• What the exercise asks
From the entries that follow, copy each line in which "false" appears.

• Dataset excerpts

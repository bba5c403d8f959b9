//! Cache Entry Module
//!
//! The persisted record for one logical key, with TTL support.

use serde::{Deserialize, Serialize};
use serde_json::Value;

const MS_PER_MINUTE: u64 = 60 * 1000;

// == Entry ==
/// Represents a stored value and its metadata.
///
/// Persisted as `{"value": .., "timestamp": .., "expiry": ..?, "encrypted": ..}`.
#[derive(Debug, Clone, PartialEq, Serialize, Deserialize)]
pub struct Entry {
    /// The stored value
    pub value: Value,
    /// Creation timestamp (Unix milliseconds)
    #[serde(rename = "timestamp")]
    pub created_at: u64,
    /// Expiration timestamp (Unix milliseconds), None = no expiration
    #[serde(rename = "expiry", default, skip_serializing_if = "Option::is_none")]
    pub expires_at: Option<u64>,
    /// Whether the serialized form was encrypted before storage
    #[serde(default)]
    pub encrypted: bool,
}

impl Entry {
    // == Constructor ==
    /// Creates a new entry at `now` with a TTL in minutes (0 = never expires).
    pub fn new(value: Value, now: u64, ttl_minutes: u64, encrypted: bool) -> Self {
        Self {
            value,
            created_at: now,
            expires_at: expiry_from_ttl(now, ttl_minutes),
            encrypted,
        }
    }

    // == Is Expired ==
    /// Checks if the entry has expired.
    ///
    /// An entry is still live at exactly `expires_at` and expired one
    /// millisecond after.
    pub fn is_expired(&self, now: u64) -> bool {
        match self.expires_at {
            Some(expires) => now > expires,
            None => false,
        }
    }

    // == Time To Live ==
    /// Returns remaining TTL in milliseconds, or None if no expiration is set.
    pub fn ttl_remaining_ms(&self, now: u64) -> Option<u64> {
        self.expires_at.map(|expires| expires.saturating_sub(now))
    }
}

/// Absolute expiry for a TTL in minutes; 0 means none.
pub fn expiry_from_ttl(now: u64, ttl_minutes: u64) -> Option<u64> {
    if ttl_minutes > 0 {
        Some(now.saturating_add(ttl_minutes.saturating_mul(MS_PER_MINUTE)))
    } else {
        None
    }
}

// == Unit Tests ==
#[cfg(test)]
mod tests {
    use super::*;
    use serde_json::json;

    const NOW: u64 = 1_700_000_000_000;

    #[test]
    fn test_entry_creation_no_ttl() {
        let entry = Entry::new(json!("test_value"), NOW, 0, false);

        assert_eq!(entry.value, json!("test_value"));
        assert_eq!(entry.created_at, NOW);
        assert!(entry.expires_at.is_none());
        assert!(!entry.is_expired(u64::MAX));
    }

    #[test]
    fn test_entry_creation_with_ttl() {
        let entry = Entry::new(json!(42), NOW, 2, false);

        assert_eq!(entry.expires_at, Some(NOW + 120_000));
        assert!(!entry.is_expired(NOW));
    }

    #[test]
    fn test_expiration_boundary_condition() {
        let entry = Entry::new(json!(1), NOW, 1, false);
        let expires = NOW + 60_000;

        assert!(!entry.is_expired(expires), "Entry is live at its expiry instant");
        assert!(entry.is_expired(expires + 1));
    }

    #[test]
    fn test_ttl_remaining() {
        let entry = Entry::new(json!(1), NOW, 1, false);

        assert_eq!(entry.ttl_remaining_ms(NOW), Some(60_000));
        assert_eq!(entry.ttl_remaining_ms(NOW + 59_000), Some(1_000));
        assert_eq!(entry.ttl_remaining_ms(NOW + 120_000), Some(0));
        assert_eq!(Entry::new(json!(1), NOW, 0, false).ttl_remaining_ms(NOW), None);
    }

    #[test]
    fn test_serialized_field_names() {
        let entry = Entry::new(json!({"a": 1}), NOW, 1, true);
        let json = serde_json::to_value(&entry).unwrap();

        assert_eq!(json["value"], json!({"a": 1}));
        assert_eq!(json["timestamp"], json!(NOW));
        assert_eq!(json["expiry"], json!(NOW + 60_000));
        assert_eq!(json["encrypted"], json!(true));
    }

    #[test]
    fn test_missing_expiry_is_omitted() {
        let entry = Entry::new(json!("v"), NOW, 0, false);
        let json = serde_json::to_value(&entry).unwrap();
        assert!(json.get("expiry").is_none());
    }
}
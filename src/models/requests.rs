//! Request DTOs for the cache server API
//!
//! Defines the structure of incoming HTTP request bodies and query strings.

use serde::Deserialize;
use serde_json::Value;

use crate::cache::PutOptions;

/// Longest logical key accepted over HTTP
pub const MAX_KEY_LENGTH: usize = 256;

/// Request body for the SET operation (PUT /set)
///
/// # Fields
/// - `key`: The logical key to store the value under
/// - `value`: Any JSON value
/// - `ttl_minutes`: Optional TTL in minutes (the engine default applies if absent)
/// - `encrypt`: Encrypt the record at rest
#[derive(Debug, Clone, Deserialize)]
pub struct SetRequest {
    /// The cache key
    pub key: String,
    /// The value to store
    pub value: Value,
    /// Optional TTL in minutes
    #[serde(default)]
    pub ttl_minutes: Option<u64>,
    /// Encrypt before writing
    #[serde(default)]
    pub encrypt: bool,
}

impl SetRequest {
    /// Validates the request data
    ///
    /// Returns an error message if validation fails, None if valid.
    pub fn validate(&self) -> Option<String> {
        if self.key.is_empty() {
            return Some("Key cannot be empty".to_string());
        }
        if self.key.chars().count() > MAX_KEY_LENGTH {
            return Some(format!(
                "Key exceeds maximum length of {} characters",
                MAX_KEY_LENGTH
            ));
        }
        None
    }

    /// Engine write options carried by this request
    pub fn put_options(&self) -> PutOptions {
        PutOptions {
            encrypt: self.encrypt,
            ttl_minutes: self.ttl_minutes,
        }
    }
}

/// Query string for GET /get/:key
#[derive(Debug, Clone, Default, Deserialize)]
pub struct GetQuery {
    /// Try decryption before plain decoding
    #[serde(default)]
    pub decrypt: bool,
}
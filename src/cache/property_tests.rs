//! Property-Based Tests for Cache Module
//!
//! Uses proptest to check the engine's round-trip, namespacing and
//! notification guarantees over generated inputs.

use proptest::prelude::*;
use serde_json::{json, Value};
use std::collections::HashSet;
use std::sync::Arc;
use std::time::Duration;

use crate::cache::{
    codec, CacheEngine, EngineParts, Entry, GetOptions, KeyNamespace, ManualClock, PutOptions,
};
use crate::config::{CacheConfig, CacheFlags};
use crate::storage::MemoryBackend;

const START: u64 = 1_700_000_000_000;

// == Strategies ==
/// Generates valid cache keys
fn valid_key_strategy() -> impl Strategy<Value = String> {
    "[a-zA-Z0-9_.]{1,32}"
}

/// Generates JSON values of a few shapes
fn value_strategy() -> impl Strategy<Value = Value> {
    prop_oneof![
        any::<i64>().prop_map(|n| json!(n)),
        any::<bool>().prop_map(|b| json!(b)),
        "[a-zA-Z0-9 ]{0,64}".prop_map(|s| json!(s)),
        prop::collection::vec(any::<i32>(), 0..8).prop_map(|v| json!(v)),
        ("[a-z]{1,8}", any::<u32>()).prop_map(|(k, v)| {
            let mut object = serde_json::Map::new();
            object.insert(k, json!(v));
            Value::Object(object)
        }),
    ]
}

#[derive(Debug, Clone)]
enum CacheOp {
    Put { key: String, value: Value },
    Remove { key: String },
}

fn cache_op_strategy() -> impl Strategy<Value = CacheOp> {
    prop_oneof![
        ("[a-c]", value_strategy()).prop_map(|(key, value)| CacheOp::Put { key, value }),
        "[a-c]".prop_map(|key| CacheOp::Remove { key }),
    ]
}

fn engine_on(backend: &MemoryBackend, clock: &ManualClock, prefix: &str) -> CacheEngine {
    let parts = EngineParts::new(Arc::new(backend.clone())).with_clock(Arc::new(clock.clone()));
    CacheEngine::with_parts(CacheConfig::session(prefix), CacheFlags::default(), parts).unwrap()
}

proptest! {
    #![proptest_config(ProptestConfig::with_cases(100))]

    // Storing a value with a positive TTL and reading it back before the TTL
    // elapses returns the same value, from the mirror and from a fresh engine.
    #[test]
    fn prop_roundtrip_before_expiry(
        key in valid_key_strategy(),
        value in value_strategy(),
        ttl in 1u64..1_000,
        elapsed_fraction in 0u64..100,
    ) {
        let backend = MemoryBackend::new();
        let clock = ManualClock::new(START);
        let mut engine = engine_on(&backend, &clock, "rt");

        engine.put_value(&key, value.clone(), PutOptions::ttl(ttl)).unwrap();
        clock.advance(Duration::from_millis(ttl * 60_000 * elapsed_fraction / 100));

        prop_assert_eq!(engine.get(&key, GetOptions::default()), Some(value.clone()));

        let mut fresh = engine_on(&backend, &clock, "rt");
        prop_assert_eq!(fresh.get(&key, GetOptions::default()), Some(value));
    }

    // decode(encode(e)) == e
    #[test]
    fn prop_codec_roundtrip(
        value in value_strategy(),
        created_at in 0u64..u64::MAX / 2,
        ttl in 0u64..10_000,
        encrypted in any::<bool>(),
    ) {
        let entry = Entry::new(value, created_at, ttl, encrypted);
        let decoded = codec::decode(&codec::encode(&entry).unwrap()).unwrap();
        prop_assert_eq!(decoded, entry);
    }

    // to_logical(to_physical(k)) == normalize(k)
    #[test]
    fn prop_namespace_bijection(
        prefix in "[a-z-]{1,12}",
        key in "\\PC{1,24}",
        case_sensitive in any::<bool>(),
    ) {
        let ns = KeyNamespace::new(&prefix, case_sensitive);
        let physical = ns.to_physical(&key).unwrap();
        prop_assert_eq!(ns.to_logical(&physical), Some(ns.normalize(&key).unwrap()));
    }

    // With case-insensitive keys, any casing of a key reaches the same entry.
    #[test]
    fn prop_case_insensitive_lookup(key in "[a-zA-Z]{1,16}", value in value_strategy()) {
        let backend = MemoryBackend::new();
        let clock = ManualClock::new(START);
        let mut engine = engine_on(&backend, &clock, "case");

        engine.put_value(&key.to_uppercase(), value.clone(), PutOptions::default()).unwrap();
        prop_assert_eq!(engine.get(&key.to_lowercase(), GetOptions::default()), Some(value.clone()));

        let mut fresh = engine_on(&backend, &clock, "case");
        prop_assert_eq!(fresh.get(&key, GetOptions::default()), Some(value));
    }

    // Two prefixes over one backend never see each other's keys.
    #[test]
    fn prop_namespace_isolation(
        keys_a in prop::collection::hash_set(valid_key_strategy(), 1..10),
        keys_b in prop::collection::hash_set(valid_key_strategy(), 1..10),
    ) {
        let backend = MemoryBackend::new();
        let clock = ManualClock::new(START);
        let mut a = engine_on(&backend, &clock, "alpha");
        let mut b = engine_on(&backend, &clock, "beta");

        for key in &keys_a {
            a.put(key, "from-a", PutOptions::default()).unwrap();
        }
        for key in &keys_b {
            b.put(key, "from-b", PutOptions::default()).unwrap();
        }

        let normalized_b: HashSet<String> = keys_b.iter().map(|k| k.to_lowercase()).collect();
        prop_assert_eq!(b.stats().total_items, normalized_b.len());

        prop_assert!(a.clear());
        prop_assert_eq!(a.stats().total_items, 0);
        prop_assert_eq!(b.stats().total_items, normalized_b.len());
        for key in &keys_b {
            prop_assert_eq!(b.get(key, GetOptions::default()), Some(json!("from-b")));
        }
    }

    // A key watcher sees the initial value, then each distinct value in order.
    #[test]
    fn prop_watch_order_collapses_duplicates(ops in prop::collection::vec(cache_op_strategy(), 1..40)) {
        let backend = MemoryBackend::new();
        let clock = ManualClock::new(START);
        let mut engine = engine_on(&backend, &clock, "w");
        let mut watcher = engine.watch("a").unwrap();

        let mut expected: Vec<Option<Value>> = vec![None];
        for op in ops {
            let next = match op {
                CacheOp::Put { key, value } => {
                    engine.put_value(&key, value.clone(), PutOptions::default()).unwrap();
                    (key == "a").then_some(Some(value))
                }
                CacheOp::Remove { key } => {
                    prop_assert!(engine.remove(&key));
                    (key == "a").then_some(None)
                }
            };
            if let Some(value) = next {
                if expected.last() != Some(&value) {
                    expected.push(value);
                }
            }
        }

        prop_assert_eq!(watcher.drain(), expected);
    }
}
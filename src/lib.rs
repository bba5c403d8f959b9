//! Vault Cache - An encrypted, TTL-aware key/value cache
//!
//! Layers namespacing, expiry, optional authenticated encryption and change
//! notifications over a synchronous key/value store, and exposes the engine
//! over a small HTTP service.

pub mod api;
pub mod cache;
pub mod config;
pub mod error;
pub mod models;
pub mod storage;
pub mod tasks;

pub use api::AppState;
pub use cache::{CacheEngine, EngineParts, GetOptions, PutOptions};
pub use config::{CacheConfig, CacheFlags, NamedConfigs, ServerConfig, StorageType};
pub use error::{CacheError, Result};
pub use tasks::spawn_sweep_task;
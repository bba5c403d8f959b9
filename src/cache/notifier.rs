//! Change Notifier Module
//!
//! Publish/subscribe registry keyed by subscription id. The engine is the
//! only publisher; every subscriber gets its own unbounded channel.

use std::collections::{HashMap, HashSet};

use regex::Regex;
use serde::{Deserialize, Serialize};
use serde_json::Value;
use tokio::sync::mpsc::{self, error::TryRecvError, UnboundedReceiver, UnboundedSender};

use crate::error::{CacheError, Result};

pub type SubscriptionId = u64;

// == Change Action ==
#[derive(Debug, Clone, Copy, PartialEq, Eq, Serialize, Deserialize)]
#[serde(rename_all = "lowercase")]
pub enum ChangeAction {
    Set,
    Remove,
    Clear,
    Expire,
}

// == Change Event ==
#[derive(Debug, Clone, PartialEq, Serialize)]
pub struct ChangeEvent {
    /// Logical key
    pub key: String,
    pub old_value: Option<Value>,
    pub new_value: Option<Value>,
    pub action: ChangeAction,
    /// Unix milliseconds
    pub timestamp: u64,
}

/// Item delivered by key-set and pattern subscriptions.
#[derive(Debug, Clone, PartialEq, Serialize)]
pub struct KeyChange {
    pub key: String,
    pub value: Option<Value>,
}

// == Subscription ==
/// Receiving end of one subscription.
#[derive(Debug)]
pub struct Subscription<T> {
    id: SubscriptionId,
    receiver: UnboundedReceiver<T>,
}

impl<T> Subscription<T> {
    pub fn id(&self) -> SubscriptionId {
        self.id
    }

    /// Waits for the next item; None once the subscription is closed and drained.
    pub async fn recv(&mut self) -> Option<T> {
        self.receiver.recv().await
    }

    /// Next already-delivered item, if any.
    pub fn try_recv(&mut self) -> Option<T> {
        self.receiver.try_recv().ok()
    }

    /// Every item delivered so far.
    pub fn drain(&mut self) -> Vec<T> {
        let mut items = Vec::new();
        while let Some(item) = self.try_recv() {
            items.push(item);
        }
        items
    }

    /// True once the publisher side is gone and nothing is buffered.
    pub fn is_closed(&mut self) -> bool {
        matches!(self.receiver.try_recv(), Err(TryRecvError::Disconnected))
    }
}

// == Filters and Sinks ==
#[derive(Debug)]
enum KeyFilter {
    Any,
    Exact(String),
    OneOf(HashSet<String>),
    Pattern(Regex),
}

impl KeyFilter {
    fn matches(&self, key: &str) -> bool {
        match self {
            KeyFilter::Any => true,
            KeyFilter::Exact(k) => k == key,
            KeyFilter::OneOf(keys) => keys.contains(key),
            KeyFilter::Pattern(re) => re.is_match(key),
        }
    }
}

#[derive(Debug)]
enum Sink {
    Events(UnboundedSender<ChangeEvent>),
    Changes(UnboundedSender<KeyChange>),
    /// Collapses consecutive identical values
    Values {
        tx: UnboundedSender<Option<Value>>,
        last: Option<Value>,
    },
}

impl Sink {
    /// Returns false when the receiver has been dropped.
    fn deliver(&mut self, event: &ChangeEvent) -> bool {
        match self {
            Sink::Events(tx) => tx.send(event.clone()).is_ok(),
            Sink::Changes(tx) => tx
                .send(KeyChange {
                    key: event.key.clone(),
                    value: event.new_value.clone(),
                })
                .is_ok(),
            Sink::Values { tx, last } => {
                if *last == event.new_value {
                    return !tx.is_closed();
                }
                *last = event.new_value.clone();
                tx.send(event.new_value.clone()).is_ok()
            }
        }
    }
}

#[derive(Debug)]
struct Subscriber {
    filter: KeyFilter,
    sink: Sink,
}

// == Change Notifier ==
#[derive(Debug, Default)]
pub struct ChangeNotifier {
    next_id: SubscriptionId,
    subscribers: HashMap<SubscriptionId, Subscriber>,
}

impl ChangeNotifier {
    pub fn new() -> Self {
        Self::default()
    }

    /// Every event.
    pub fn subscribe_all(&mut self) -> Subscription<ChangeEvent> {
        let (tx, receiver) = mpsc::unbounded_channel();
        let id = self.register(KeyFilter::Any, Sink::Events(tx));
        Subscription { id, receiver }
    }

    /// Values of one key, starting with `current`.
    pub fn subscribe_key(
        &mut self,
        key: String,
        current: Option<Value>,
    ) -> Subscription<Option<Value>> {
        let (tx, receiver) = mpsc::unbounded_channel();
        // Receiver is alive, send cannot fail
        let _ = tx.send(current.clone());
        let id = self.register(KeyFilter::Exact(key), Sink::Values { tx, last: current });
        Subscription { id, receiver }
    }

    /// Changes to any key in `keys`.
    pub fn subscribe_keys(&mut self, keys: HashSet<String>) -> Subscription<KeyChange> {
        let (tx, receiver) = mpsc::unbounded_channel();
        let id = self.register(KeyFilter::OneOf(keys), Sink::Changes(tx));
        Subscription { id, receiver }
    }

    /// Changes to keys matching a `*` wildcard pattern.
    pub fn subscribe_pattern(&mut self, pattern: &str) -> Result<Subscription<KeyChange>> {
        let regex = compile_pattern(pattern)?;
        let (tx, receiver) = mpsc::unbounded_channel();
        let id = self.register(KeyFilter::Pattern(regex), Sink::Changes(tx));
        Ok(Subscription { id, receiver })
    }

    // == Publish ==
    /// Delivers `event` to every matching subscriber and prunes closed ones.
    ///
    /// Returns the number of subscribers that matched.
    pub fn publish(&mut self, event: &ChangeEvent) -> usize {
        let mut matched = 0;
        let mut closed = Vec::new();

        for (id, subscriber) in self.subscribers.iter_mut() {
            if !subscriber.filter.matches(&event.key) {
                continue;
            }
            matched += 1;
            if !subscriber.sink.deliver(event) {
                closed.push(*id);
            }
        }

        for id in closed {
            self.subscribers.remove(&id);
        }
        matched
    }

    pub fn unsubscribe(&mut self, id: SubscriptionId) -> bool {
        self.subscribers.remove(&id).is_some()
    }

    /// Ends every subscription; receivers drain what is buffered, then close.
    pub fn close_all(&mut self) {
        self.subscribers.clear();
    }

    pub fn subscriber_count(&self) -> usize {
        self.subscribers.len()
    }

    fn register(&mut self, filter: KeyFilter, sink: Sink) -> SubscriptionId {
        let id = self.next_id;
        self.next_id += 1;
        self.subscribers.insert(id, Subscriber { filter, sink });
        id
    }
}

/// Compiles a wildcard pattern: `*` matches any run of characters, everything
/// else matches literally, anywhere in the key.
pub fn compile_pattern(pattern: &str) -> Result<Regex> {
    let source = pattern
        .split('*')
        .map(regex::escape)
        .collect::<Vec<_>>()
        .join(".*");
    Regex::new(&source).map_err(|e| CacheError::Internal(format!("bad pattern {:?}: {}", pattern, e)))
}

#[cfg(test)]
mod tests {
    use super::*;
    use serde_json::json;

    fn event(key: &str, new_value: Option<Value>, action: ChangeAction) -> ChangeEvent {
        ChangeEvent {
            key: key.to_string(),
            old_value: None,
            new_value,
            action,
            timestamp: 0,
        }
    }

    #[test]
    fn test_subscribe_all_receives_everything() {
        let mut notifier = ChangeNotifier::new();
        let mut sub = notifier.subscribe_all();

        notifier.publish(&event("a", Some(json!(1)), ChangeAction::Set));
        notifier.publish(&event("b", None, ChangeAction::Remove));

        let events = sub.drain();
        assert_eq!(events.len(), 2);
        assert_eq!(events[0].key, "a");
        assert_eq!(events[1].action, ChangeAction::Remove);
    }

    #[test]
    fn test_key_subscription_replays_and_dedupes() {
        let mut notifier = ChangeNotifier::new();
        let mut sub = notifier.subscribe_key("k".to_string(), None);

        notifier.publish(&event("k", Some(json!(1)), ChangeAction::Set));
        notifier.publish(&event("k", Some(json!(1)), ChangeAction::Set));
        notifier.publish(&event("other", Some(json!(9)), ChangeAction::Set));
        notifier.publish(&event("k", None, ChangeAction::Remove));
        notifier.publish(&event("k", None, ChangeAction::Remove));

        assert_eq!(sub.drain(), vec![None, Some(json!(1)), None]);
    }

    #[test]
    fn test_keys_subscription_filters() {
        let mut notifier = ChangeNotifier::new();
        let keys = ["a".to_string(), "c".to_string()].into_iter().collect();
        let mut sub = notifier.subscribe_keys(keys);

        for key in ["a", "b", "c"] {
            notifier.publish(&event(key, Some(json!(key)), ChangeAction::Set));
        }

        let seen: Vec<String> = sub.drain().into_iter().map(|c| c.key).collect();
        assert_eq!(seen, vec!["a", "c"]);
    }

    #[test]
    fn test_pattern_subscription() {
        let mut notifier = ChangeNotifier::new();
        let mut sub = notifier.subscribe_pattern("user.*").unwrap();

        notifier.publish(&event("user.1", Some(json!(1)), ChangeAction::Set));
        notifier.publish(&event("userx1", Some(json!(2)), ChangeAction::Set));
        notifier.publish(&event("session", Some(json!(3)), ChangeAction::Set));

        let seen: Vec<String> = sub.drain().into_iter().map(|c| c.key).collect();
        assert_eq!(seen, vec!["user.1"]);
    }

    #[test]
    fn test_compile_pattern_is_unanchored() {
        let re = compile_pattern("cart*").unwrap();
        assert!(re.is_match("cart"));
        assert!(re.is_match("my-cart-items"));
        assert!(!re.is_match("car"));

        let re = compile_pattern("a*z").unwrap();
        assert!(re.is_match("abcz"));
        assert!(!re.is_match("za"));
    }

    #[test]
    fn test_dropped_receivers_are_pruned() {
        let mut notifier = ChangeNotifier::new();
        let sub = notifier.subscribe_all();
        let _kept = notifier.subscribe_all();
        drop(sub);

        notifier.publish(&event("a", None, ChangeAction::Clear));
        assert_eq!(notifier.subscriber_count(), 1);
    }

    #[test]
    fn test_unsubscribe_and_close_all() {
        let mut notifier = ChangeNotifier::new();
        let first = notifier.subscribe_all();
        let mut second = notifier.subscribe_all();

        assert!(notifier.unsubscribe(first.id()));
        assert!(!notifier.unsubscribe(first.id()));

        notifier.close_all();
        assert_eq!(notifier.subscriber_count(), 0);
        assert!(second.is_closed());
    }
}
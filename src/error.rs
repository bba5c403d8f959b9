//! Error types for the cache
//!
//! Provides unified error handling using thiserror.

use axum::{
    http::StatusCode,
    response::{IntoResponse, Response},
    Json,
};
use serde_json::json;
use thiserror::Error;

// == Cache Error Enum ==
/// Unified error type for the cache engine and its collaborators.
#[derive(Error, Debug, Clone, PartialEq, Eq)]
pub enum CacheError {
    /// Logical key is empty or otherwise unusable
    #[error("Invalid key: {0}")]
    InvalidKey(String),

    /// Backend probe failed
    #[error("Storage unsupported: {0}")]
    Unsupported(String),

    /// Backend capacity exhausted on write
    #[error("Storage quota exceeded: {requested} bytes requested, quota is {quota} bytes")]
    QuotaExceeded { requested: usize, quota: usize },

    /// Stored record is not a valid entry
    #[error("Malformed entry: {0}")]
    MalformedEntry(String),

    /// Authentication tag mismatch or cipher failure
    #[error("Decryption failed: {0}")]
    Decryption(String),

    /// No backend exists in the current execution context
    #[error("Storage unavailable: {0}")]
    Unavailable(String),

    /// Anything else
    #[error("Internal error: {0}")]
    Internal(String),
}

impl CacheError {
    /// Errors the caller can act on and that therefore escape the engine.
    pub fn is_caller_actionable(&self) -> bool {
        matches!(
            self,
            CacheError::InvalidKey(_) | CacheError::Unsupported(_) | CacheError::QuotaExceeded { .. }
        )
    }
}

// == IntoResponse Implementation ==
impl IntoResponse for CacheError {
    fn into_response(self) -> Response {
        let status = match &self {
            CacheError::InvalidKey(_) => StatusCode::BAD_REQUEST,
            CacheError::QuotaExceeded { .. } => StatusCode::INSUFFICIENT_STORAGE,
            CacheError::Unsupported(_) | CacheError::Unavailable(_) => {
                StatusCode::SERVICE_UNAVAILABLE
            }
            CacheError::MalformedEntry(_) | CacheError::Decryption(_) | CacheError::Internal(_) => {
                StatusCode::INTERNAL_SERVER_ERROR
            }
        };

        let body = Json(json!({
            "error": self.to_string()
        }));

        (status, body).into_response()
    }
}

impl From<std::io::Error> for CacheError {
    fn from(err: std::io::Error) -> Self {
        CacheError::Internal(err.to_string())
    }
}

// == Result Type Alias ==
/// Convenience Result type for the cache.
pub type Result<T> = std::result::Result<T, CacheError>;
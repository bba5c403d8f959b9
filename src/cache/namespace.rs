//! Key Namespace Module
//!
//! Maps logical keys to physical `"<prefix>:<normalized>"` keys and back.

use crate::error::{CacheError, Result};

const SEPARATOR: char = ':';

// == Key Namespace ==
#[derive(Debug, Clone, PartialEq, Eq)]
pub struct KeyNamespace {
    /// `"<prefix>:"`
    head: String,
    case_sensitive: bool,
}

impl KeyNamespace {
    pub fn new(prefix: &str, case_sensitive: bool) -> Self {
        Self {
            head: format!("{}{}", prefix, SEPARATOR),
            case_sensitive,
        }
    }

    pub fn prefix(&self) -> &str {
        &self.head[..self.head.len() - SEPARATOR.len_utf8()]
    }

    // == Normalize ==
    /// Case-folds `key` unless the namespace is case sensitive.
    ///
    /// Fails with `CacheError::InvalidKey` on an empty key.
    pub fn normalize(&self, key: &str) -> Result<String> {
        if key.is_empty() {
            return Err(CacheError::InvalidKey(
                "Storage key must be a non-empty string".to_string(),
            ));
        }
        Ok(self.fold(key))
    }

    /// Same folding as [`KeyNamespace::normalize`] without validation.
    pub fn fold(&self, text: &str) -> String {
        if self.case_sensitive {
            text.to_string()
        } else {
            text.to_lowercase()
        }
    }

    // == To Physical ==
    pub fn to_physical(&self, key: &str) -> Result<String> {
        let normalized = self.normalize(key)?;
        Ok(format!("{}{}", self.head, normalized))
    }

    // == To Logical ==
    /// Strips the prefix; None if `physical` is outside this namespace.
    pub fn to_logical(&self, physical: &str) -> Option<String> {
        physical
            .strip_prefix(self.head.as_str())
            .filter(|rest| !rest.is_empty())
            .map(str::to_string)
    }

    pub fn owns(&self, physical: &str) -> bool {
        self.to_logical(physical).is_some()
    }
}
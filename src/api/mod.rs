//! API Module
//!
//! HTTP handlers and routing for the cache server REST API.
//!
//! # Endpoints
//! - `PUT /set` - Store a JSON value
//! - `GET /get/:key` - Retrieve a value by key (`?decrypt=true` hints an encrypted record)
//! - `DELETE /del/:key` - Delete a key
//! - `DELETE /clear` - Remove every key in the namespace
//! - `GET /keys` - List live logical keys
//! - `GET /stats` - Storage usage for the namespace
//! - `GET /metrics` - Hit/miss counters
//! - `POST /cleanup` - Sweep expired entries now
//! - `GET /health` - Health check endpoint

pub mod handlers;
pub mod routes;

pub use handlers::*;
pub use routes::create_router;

• Answer box
            None => false,
        let entry = Entry::new(json!("test_value"), NOW, 0, false);
        let entry = Entry::new(json!(42), NOW, 2, false);
        let entry = Entry::new(json!(1), NOW, 1, false);
        let entry = Entry::new(json!(1), NOW, 1, false);
        assert_eq!(Entry::new(json!(1), NOW, 0, false).ttl_remaining_ms(NOW), None);
        let entry = Entry::new(json!("v"), NOW, 0, false);
    /// Returns false when the receiver has been dropped.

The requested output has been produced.